In a January 9 post on X, Senator Fetterman referenced his decision to visit Trump in Florida at the ‘Winter White House’, Mar-a-Lago, and said, “It’s my job to find common ground and deliver results for everybody.

He’s clearly not aligned with the new administration on everything, but he’s accepted reality and put his shoes on.

Given the political upheaval we’ve been discussing – shifting power dynamics, policy reversals, and institutional restructuring – it’s useful to consider a framework that captures not just emotional reactions but strategic responses.

In a 2018 study, Castillo, Fernández, and Sallan refined Kübler-Ross’s model into a six-stage framework specifically tailored to organizational settings.

Based on interviews with individuals navigating restructurings and role changes, Castillo et al (2018) merged Denial and Anger into a single stage and introduced two new phases: Revising and Deserting.

Where Bargaining is about trying to soften or reverse a change, Revising marks a shift toward adaptation. This is where people start recalibrating, adjusting messaging, rethinking strategies, and figuring out how to function within a new reality.

You can see this shift in action in United States Representative Ro Khanna’s February 13 opinion piece in The New York Times. Instead of simply opposing the proposed DOGE cuts, he acknowledges public support for them and urges Democrats to offer “transformative solutions to deliver future prosperity for all Americans, rekindling our bonds as citizens and healing our divides in the process.”

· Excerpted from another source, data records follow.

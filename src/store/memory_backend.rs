//! In-process backend. Used by tests and as a stand-in store.

use std::collections::{BTreeMap, HashMap};

use async_trait::async_trait;
use tokio::sync::RwLock;

use crate::error::DatabaseError;
use crate::store::traits::MemoryBackend;

#[derive(Default)]
pub struct InMemoryBackend {
    records: RwLock<HashMap<String, BTreeMap<String, String>>>,
    threads: RwLock<HashMap<String, Vec<String>>>,
    rejected_field: Option<String>,
}

impl InMemoryBackend {
    pub fn new() -> Self {
        Self::default()
    }

    /// Fail every write of `field`, leaving the record as it was. Lets
    /// callers exercise their store-failure paths.
    pub fn rejecting_field(mut self, field: impl Into<String>) -> Self {
        self.rejected_field = Some(field.into());
        self
    }

    /// Number of distinct record keys written so far.
    pub async fn record_count(&self) -> usize {
        self.records.read().await.len()
    }

    /// Total number of thread appends across all threads.
    pub async fn thread_append_count(&self) -> usize {
        self.threads.read().await.values().map(Vec::len).sum()
    }
}

#[async_trait]
impl MemoryBackend for InMemoryBackend {
    async fn set_field(&self, key: &str, field: &str, value: &str) -> Result<(), DatabaseError> {
        if self.rejected_field.as_deref() == Some(field) {
            return Err(DatabaseError::Query(format!(
                "write of {field} on {key} rejected"
            )));
        }
        let mut records = self.records.write().await;
        records
            .entry(key.to_string())
            .or_default()
            .insert(field.to_string(), value.to_string());
        Ok(())
    }

    async fn get_fields(&self, key: &str) -> Result<BTreeMap<String, String>, DatabaseError> {
        let records = self.records.read().await;
        Ok(records.get(key).cloned().unwrap_or_default())
    }

    async fn record_keys(&self) -> Result<Vec<String>, DatabaseError> {
        let records = self.records.read().await;
        let mut keys: Vec<String> = records.keys().cloned().collect();
        keys.sort();
        Ok(keys)
    }

    async fn push_thread(&self, thread_key: &str, doc_key: &str) -> Result<(), DatabaseError> {
        let mut threads = self.threads.write().await;
        threads
            .entry(thread_key.to_string())
            .or_default()
            .push(doc_key.to_string());
        Ok(())
    }

    async fn thread_members(&self, thread_key: &str) -> Result<Vec<String>, DatabaseError> {
        let threads = self.threads.read().await;
        Ok(threads.get(thread_key).cloned().unwrap_or_default())
    }

    async fn find_thread(&self, doc_key: &str) -> Result<Option<String>, DatabaseError> {
        let threads = self.threads.read().await;
        Ok(threads
            .iter()
            .find(|(_, members)| members.iter().any(|m| m == doc_key))
            .map(|(thread, _)| thread.clone()))
    }
}

#[cfg(test)]
mod tests {
    use super::*;

    #[tokio::test]
    async fn fields_overwrite_individually() {
        let backend = InMemoryBackend::new();
        backend.set_field("doc:a", "x", "1").await.unwrap();
        backend.set_field("doc:a", "y", "2").await.unwrap();
        backend.set_field("doc:a", "x", "3").await.unwrap();

        let fields = backend.get_fields("doc:a").await.unwrap();
        assert_eq!(fields.get("x").map(String::as_str), Some("3"));
        assert_eq!(fields.get("y").map(String::as_str), Some("2"));
        assert_eq!(backend.record_count().await, 1);
    }

    #[tokio::test]
    async fn rejected_field_fails_without_touching_others() {
        let backend = InMemoryBackend::new().rejecting_field("crm_payload");
        backend.set_field("doc:a", "source", "a.eml").await.unwrap();

        let err = backend.set_field("doc:a", "crm_payload", "{}").await.unwrap_err();
        assert!(matches!(err, DatabaseError::Query(_)));

        let fields = backend.get_fields("doc:a").await.unwrap();
        assert_eq!(fields.len(), 1);
        assert!(!fields.contains_key("crm_payload"));
    }

    #[tokio::test]
    async fn threads_keep_arrival_order() {
        let backend = InMemoryBackend::new();
        backend.push_thread("thread:t", "doc:b").await.unwrap();
        backend.push_thread("thread:t", "doc:a").await.unwrap();

        assert_eq!(
            backend.thread_members("thread:t").await.unwrap(),
            vec!["doc:b".to_string(), "doc:a".to_string()]
        );
        assert_eq!(
            backend.find_thread("doc:a").await.unwrap().as_deref(),
            Some("thread:t")
        );
        assert_eq!(backend.thread_append_count().await, 2);
    }
}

Deserting is the conscious decision to disengage – not out of despair, as in the Depression stage, but as a deliberate, strategic choice. This isn’t the melodramatic “I’m moving to Canada” flounce, it’s stepping away from counterproductive conflict.

In a February 10 article in The Free Press, Ruy Teixeira referenced former Chicago Mayor Rahm Emanuel’s comments to Politico, which captures this mindset well: “You don’t fight every fight. You don’t swing at every pitch.”

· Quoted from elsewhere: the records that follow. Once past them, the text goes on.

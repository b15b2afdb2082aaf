//! Content loading: turns a file path into a canonical document.
//!
//! Format detection is by extension only. Each format has its own decoder
//! module; `FileLoader` dispatches between them.

pub mod email;
pub mod json;
pub mod pdf;

use std::fmt;
use std::path::Path;

use async_trait::async_trait;
use serde::Serialize;
use serde_json::Value;
use tracing::debug;

use crate::error::LoaderError;

pub use email::EmailContent;
pub use pdf::PdfContent;

/// Input formats the pipeline recognises.
#[derive(Debug, Clone, Copy, PartialEq, Eq, Serialize)]
pub enum DocumentFormat {
    Email,
    #[serde(rename = "PDF")]
    Pdf,
    #[serde(rename = "JSON")]
    Json,
    Unknown,
}

impl DocumentFormat {
    /// Detect the format from a path's extension, ignoring case.
    pub fn from_path(path: &Path) -> Self {
        let ext = path
            .extension()
            .and_then(|e| e.to_str())
            .map(|e| e.to_ascii_lowercase());
        match ext.as_deref() {
            Some("json") => Self::Json,
            Some("eml") => Self::Email,
            Some("pdf") => Self::Pdf,
            _ => Self::Unknown,
        }
    }

    pub fn as_str(&self) -> &'static str {
        match self {
            Self::Email => "Email",
            Self::Pdf => "PDF",
            Self::Json => "JSON",
            Self::Unknown => "Unknown",
        }
    }
}

impl fmt::Display for DocumentFormat {
    fn fmt(&self, f: &mut fmt::Formatter<'_>) -> fmt::Result {
        f.write_str(self.as_str())
    }
}

/// Decoded content of a document.
#[derive(Debug, Clone, PartialEq, Serialize)]
#[serde(untagged)]
pub enum DocumentContent {
    Email(EmailContent),
    Pdf(PdfContent),
    Json(Value),
}

/// A loaded document ready for classification.
#[derive(Debug, Clone, PartialEq, Serialize)]
pub struct LoadedDocument {
    pub format: DocumentFormat,
    pub content: DocumentContent,
    /// File name component of the source path.
    pub source_name: String,
}

/// Loads a document from a path.
#[async_trait]
pub trait ContentLoader: Send + Sync {
    async fn load(&self, path: &Path) -> Result<LoadedDocument, LoaderError>;
}

/// Loader for files on the local filesystem.
#[derive(Debug, Clone, Copy, Default)]
pub struct FileLoader;

impl FileLoader {
    pub fn new() -> Self {
        Self
    }
}

/// File name component of `path`, or the whole path when it has none.
pub fn source_name(path: &Path) -> String {
    path.file_name()
        .map(|n| n.to_string_lossy().into_owned())
        .unwrap_or_else(|| path.display().to_string())
}

pub(crate) async fn read_bytes(path: &Path) -> Result<Vec<u8>, LoaderError> {
    tokio::fs::read(path).await.map_err(|source| LoaderError::Io {
        path: path.to_path_buf(),
        source,
    })
}

#[async_trait]
impl ContentLoader for FileLoader {
    async fn load(&self, path: &Path) -> Result<LoadedDocument, LoaderError> {
        let format = DocumentFormat::from_path(path);
        let content = match format {
            DocumentFormat::Json => DocumentContent::Json(json::load(path).await?),
            DocumentFormat::Email => DocumentContent::Email(email::load(path).await?),
            DocumentFormat::Pdf => DocumentContent::Pdf(pdf::load(path).await?),
            DocumentFormat::Unknown => {
                return Err(LoaderError::UnsupportedFormat {
                    path: path.to_path_buf(),
                });
            }
        };

        let source_name = source_name(path);
        debug!(source = %source_name, format = %format, "Loaded document");

        Ok(LoadedDocument {
            format,
            content,
            source_name,
        })
    }
}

By adding these stages, the model acknowledges the agency of individuals in responding to change, whether by attempting to resist, actively adjusting, or ultimately choosing to disengage.

Politics is not that different from the corporate world. Both realms are riddled with complexity, a web of stakeholders, and an intricate mix of emotional and strategic responses to change. The dynamics are similar whether you’re steering a business or a country.

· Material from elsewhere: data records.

//! JSON and line-delimited JSON decoding.

use std::path::Path;

use serde_json::Value;

use crate::error::LoaderError;
use crate::loader::read_bytes;

/// Read and parse a JSON file.
pub async fn load(path: &Path) -> Result<Value, LoaderError> {
    let bytes = read_bytes(path).await?;
    parse(&bytes).map_err(|reason| LoaderError::InvalidJson {
        path: path.to_path_buf(),
        reason,
    })
}

/// Parse a whole document, falling back to one value per non-blank line.
/// Line-delimited input yields an array.
pub fn parse(bytes: &[u8]) -> Result<Value, String> {
    let whole_err = match serde_json::from_slice::<Value>(bytes) {
        Ok(value) => return Ok(value),
        Err(e) => e,
    };

    let text = std::str::from_utf8(bytes).map_err(|_| whole_err.to_string())?;
    let mut items = Vec::new();
    for (idx, line) in text.lines().enumerate() {
        if line.trim().is_empty() {
            continue;
        }
        let value = serde_json::from_str::<Value>(line)
            .map_err(|e| format!("{whole_err}; line {}: {e}", idx + 1))?;
        items.push(value);
    }

    if items.is_empty() {
        return Err(whole_err.to_string());
    }
    Ok(Value::Array(items))
}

Real empathy isn’t virtue-signaling, performative outrage, or attacking those who disagree. It’s recognizing the human condition even in those who irritate you most. I can see the Democrats’ outbursts for what they are – grief, resistance, adaptation – but that doesn’t make them any less frustrating.

Still, I am hopeful. It doesn’t feel like a dismantling of government in the U.S. right now – it feels like watching a disaster movie in reverse, the fragments of their Constitution snapping back into place.

If the Democrats can’t adapt in real time, maybe they can at least find the space to disengage, grieve the chaos and rediscover the stardust of it all.